Russia and China object to new ‘America First’ security doctrine

Russia and China object to new ‘America First’ security doctrine
Wed Dec 20, 2017 09:43:44

Officials in Russia and China pushed back on Tuesday against the characterization of their countries as threats to the United States in a new national security doctrine published by the White House a day earlier.

(nytimes) -- A spokesman for the Kremlin criticized Mr. Trump’s foreign policy strategy as having an “imperialist character” while the Chinese Embassy in Washington suggested that the document’s theme of “America First” reflected “outdated, zero-sum thinking.”

Every United States administration is obliged to publish its national security strategy, giving Congress a guide for its intended policies around the world. The 68-page doctrine the White House released Monday described Russia and China as “revisionist” powers for seeking a change in the American-led world order.

“After being dismissed as a phenomenon of an earlier century, great power competition returned,” the document says. Russia and China, it says, “are determined to make economies less free and less fair, to grow their militaries, and to control information and data to repress their societies and expand their influence.”

Dmitri S. Peskov, President Vladimir V. Putin’s spokesman, responded with the Kremlin argument that the world would be a safer place if there were several powerful countries that could keep one another in check.

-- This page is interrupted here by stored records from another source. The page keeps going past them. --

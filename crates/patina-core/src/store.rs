use std::collections::HashMap;

use crate::error::Result;
use crate::vibe::VibeContribution;

/// Most recent extracted contribution per item id.
///
/// A plain key-value cache: no eviction besides [`ContributionStore::remove`],
/// last write wins. Hiding an item must not touch its entry; only permanent
/// deletion or a content change removes it.
#[derive(Debug, Clone, Default, PartialEq)]
pub struct ContributionStore {
    entries: HashMap<String, VibeContribution>,
}

impl ContributionStore {
    pub fn new() -> Self {
        Self::default()
    }

    pub fn get(&self, item_id: &str) -> Option<&VibeContribution> {
        self.entries.get(item_id)
    }

    /// Stores a contribution after validating it.
    ///
    /// # Errors
    ///
    /// Returns `PatinaError::InvalidContribution` and leaves the store
    /// unchanged if the contribution breaks the extractor contract.
    pub fn set(&mut self, item_id: impl Into<String>, contribution: VibeContribution) -> Result<()> {
        contribution.validate()?;
        self.entries.insert(item_id.into(), contribution);
        Ok(())
    }

    pub fn remove(&mut self, item_id: &str) -> Option<VibeContribution> {
        self.entries.remove(item_id)
    }

    pub fn contains(&self, item_id: &str) -> bool {
        self.entries.contains_key(item_id)
    }

    pub fn len(&self) -> usize {
        self.entries.len()
    }

    pub fn is_empty(&self) -> bool {
        self.entries.is_empty()
    }

    pub fn iter(&self) -> impl Iterator<Item = (&str, &VibeContribution)> {
        self.entries.iter().map(|(id, vibe)| (id.as_str(), vibe))
    }
}
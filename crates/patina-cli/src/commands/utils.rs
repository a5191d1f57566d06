use anyhow::{Context, Result, bail};
use patina_core::canvas::{Item, Position, classify_content};
use patina_infrastructure::ConfigService;
use std::path::PathBuf;

pub fn config_service(path: Option<PathBuf>) -> Result<ConfigService> {
    match path {
        Some(path) => Ok(ConfigService::with_path(path)),
        None => ConfigService::new().context("Failed to locate the configuration directory"),
    }
}

/// Parses `"x,y,content"` into a canvas item. The content may itself
/// contain commas.
pub fn parse_item(input: &str) -> Result<Item> {
    let mut parts = input.splitn(3, ',');
    let (Some(x), Some(y), Some(raw)) = (parts.next(), parts.next(), parts.next()) else {
        bail!("Item must look like \"x,y,content\", got {input:?}");
    };

    let x: f64 = x.trim().parse().with_context(|| format!("Invalid x in {input:?}"))?;
    let y: f64 = y.trim().parse().with_context(|| format!("Invalid y in {input:?}"))?;
    if !x.is_finite() || !y.is_finite() {
        bail!("Coordinates must be finite in {input:?}");
    }
    let Some((kind, content)) = classify_content(raw) else {
        bail!("Item content is empty in {input:?}");
    };

    Ok(Item::new(kind, content, Position::new(x, y)))
}
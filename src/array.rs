//! #   The DynamicArray.
//!
//! The `DynamicArray` is a growable array of opaque handles, bounded by its capacity rather than its length, and whose
//! memory is entirely managed through a user-supplied `Allocator` record.
//!
//! ##  Under the covers.
//!
//! Under the covers the `DynamicArray` is a single contiguous buffer of exactly `capacity` slots, allocated lazily on
//! the first write.
//!
//! The main consequences are:
//!
//! -   Constructing a `DynamicArray` never allocates, the capacity is merely planned.
//! -   Any slot below the capacity may be written or read, whether below the length or not; slots which were never
//!     written read as `T::default()`.
//! -   Elements are never dropped, nor inspected: they are handles whose pointee, if any, belong to the user.
//!
//! #   Example: basic
//!
//! General usage of `DynamicArray` involve appending elements with `append`, or writing them at a given index with
//! `insert`, and reading them back with `get_or_default`, or `get_into`.
//!
//! The faillible equivalent exist too: `try_append` and `try_insert` will return a `Result` indicating whether the
//! operation succeeded, and the cause of its failure if it did not.
//!
//! ```
//! use darray::array::DynamicArray;
//!
//! let mut array: DynamicArray<u32> = DynamicArray::new();
//! array.append(1);
//! array.append(2);
//!
//! assert_eq!(2, array.len());
//! assert_eq!(8, array.capacity());
//! assert_eq!(1, array.get_or_default(0));
//!
//! //  Any slot below the capacity can be written to.
//! array.insert(5, 6);
//!
//! assert_eq!(6, array.len());
//! assert_eq!(0, array.get_or_default(3));
//! assert_eq!(6, array.get_or_default(5));
//! ```
//!
//! #   Example: managing capacity
//!
//! The capacity only grows on demand, by `EXPANSION_INCREMENT` slots, when `append` finds the array full. It can
//! otherwise be adjusted explicitly with `resize`, which truncates the length if necessary.
//!
//! ```
//! use darray::array::{DynamicArray, DEFAULT_CAPACITY, EXPANSION_INCREMENT};
//! use darray::failure::Failure;
//!
//! let mut array: DynamicArray<u32> = DynamicArray::new();
//! assert_eq!(DEFAULT_CAPACITY, array.capacity());
//!
//! for i in 0..9 {
//!     array.append(i);
//! }
//!
//! assert_eq!(DEFAULT_CAPACITY + EXPANSION_INCREMENT, array.capacity());
//!
//! //  Indexes are bounded by capacity.
//! assert_eq!(Err(Failure::IndexOutOfCapacity), array.try_insert(10, 42));
//!
//! array.resize(4);
//!
//! assert_eq!(4, array.capacity());
//! assert_eq!(4, array.len());
//! ```
//!
//! #   Example: substituting allocators
//!
//! The `Allocator` record can be swapped at any time; the content of the array then migrates to a buffer allocated by
//! the new record, and the former buffer is released by the former record.
//!
//! ```
//! use darray::allocator::Allocator;
//! use darray::array::DynamicArray;
//! use darray::failure::Failure;
//!
//! let mut array: DynamicArray<u32> = DynamicArray::new();
//! array.append(3);
//!
//! //  A record unable to release memory is refused, leaving the array untouched.
//! let crippled = Allocator::system().with_free(None);
//! assert_eq!(Err(Failure::NullFunctionPointer), array.try_set_allocator(crippled));
//!
//! array.set_allocator(Allocator::system());
//! assert_eq!(3, array.get_or_default(0));
//!
//! //  Once freed, the array refuses to acquire memory until re-initialized.
//! array.free();
//! assert_eq!(Err(Failure::NullFunctionPointer), array.try_append(4));
//!
//! array.init();
//! assert_eq!(Ok(()), array.try_append(4));
//! ```

mod array;
mod buffer;
mod capacity;
mod hooks;

pub use self::array::DynamicArray;
pub use self::capacity::{DEFAULT_CAPACITY, EXPANSION_INCREMENT};
pub use self::hooks::Comparator;

use super::allocator;
use super::failure;
use super::root;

The doctrine, he said, showed America’s continuing “aversion to the multipolar world.”

But Mr. Peskov also noted some recent instances of security cooperation, as did President Trump in a speech about the new doctrine that took a softer line on Russia than the document did.

In the speech on Monday, Mr. Trump made no mention of Russian interference in the 2016 election, which United States intelligence agencies concluded was intended to help him win. He focused instead on a phone call on Sunday from Mr. Putin, who thanked him for information the Central Intelligence Agency had provided to the Russian security services that helped them foil a terrorist plot in St. Petersburg.

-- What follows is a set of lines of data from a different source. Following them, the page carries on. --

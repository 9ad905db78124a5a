//! Internal testing utilities

use crate::root::{alloc, ptr};
use crate::root::cell::{Cell, RefCell};
use crate::root::marker::PhantomData;

use crate::allocator::{Allocator, Layout};

//  Allocation
//
//  Description of an allocation.
#[derive(Clone, Copy, Debug, Hash, Eq, PartialEq)]
pub struct Allocation {
    //  The size of the allocation, in bytes.
    pub size: usize,
    //  The alignment of the allocation, in bytes.
    pub alignment: usize,
    //  The pointer allocated.
    pub pointer: *mut u8,
}

impl Allocation {
    pub fn new(pointer: *mut u8, layout: Layout) -> Self {
        Allocation {
            size: layout.size(),
            alignment: layout.align(),
            pointer,
        }
    }

    pub fn layout(&self) -> Layout {
        Layout::from_size_align(self.size, self.alignment).unwrap()
    }
}

//  Test Heap
//
//  A heap specifically for testing, handed out as an `Allocator` record:
//  -   Allows injecting allocation failures.
//  -   Checks that reallocations and deallocations match a live allocation.
//  -   Counts the calls made through each slot.
//
//  The record slots are plain function pointers, hence the state lives in a thread-local, indexed by `ID`; tests
//  running on separate threads do not interfere, and two heaps with different IDs may be used within a single test.
pub struct TestHeap<const ID: usize>(PhantomData<*mut u8>);

impl<const ID: usize> TestHeap<ID> {
    //  Creates a fresh heap, with no allocation allowed.
    pub fn new() -> Self {
        with_state::<ID, _>(|state| {
            state.release_all();
            state.allowed.set(0);
            state.calls.set(0);
            state.reallocations.set(0);
        });

        TestHeap(PhantomData)
    }

    //  Returns an `Allocator` record whose slots target this heap.
    pub fn allocator(&self) -> Allocator {
        Allocator {
            allocate: Some(test_allocate::<ID>),
            zero_allocate: Some(test_zero_allocate::<ID>),
            reallocate: Some(test_reallocate::<ID>),
            free: Some(test_free::<ID>),
        }
    }

    //  Sets the number of (re)allocations allowed.
    pub fn allow(&self, allowed: usize) {
        with_state::<ID, _>(|state| state.allowed.set(allowed));
    }

    //  Returns the live allocations.
    pub fn allocations(&self) -> Vec<Allocation> {
        with_state::<ID, _>(|state| state.allocations.borrow().clone())
    }

    //  Returns the sizes of the live allocations.
    pub fn allocation_sizes(&self) -> Vec<usize> {
        self.allocations().iter().map(|a| a.size).collect()
    }

    //  Returns the number of live allocations.
    pub fn live(&self) -> usize { self.allocations().len() }

    //  Returns the number of calls made through any slot.
    pub fn calls(&self) -> usize {
        with_state::<ID, _>(|state| state.calls.get())
    }

    //  Returns the number of calls made through the reallocate slot.
    pub fn reallocations(&self) -> usize {
        with_state::<ID, _>(|state| state.reallocations.get())
    }
}

impl<const ID: usize> Drop for TestHeap<ID> {
    fn drop(&mut self) {
        with_state::<ID, _>(|state| state.release_all());
    }
}

//
//  Implementation Details
//

const NUMBER_HEAPS: usize = 2;

#[derive(Default)]
struct HeapState {
    //  The number of (re)allocations allowed.
    allowed: Cell<usize>,
    //  The number of calls, through any slot.
    calls: Cell<usize>,
    //  The number of calls through the reallocate slot.
    reallocations: Cell<usize>,
    //  The allocations performed; to check deallocation requests.
    allocations: RefCell<Vec<Allocation>>,
}

impl HeapState {
    //  Consumes one allowance, if any is left.
    fn consume(&self) -> bool {
        self.calls.set(self.calls.get() + 1);

        if self.allowed.get() == 0 {
            return false;
        }

        self.allowed.set(self.allowed.get() - 1);
        true
    }

    //  Removes the allocation, panicking if it is unknown.
    fn remove(&self, allocation: Allocation) {
        let index = self.allocations.borrow().iter().position(|a| *a == allocation);

        if let Some(index) = index {
            self.allocations.borrow_mut().remove(index);
        } else {
            panic!("Could not find {:?} in {:?}",
                allocation, &*self.allocations.borrow());
        }
    }

    //  Releases all live allocations.
    fn release_all(&self) {
        for a in self.allocations.borrow_mut().drain(..) {
            //  Safety:
            //  -   Were allocated, and not deallocated.
            unsafe { alloc::dealloc(a.pointer, a.layout()) };
        }
    }
}

thread_local! {
    static HEAPS: [HeapState; NUMBER_HEAPS] = Default::default();
}

fn with_state<const ID: usize, R>(fun: impl FnOnce(&HeapState) -> R) -> R {
    HEAPS.with(|heaps| fun(&heaps[ID]))
}

unsafe fn test_allocate<const ID: usize>(layout: Layout) -> *mut u8 {
    with_state::<ID, _>(|state| {
        if !state.consume() {
            return ptr::null_mut();
        }

        //  Safety:
        //  -   Forwarding.
        let result = unsafe { alloc::alloc(layout) };
        assert_ne!(ptr::null_mut(), result);

        state.allocations.borrow_mut().push(Allocation::new(result, layout));

        result
    })
}

unsafe fn test_zero_allocate<const ID: usize>(layout: Layout) -> *mut u8 {
    with_state::<ID, _>(|state| {
        if !state.consume() {
            return ptr::null_mut();
        }

        //  Safety:
        //  -   Forwarding.
        let result = unsafe { alloc::alloc_zeroed(layout) };
        assert_ne!(ptr::null_mut(), result);

        state.allocations.borrow_mut().push(Allocation::new(result, layout));

        result
    })
}

unsafe fn test_reallocate<const ID: usize>(pointer: *mut u8, layout: Layout, new_size: usize) -> *mut u8 {
    with_state::<ID, _>(|state| {
        state.reallocations.set(state.reallocations.get() + 1);

        if !state.consume() {
            return ptr::null_mut();
        }

        state.remove(Allocation::new(pointer, layout));

        //  Safety:
        //  -   The allocation was live, as checked by `remove`.
        let result = unsafe { alloc::realloc(pointer, layout, new_size) };
        assert_ne!(ptr::null_mut(), result);

        let new_layout = Layout::from_size_align(new_size, layout.align()).unwrap();
        state.allocations.borrow_mut().push(Allocation::new(result, new_layout));

        result
    })
}

unsafe fn test_free<const ID: usize>(pointer: *mut u8, layout: Layout) {
    with_state::<ID, _>(|state| {
        state.calls.set(state.calls.get() + 1);

        state.remove(Allocation::new(pointer, layout));

        //  Safety:
        //  -   The allocation was live, as checked by `remove`.
        unsafe { alloc::dealloc(pointer, layout) };
    })
}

Mr. Peskov also praised that tip as an “ideal example” of security cooperation.

And given the toxic view of Russia in Washington these days, several Russian foreign policy experts breathed a sigh of relief at the mere “revisionist” label. It could have been worse, Yuri Rogulyov, director of the Franklin D. Roosevelt Foundation for the Study of the United States, at Moscow State University, told the Business FM radio station.

“The very idea of a ‘revisionist power’ is a departure from the position of Congress, which included Russia in the same lineup with Iran and North Korea — that is, among the rogue nations,” Mr. Rogulyov said.

The new doctrine’s recognition of Russia as a rising power is an improvement over the views of previous administrations, Sergei A. Karaganov, a periodic Kremlin adviser on foreign policy, said in an interview. “Obviously, the new order is emerging,” he said.

The Chinese response to Mr. Trump’s speech accused the United States of succumbing to “outdated zero-sum thinking.”

“On the one hand, the U.S. government claims that it is attempting to build a great partnership with China,” the Chinese Embassy in Washington said in a statement. “On the other hand, it labels China as a rival.”

“We call on the United States to abandon its outdated zero-sum thinking, and work together with China to seek common ground and engage in win-win cooperation,” the embassy said in its statement. “Therefore we can jointly build a global community with a shared future for mankind, featuring common prosperity and development.”

Those criticisms were echoed by Hua Chunying, a spokeswoman for the Ministry of Foreign Affairs, in Beijing. She said at a regular briefing on Tuesday that the two nations had common goals, and that they needed to be respectful of each others’ interests.

“It is futile for any country to distort the facts or to smear China,” Ms. Hua said. “We urge the U.S. side to stop distorting China’s strategic intentions and to abandon Cold War thinking and a zero-sum mind-set, otherwise it would only harm both sides.”

Mr. Trump has cultivated a warm relationship with China’s president, Xi Jinping, as he tries to enlist Beijing’s help to confront the nuclear ambitions of North Korea, China’s longtime ally. But that relationship has been tested by Mr. Trump’s efforts to reduce the trade imbalance with China, with the United States expected to impose tariffs on products like Chinese solar panels in the coming months.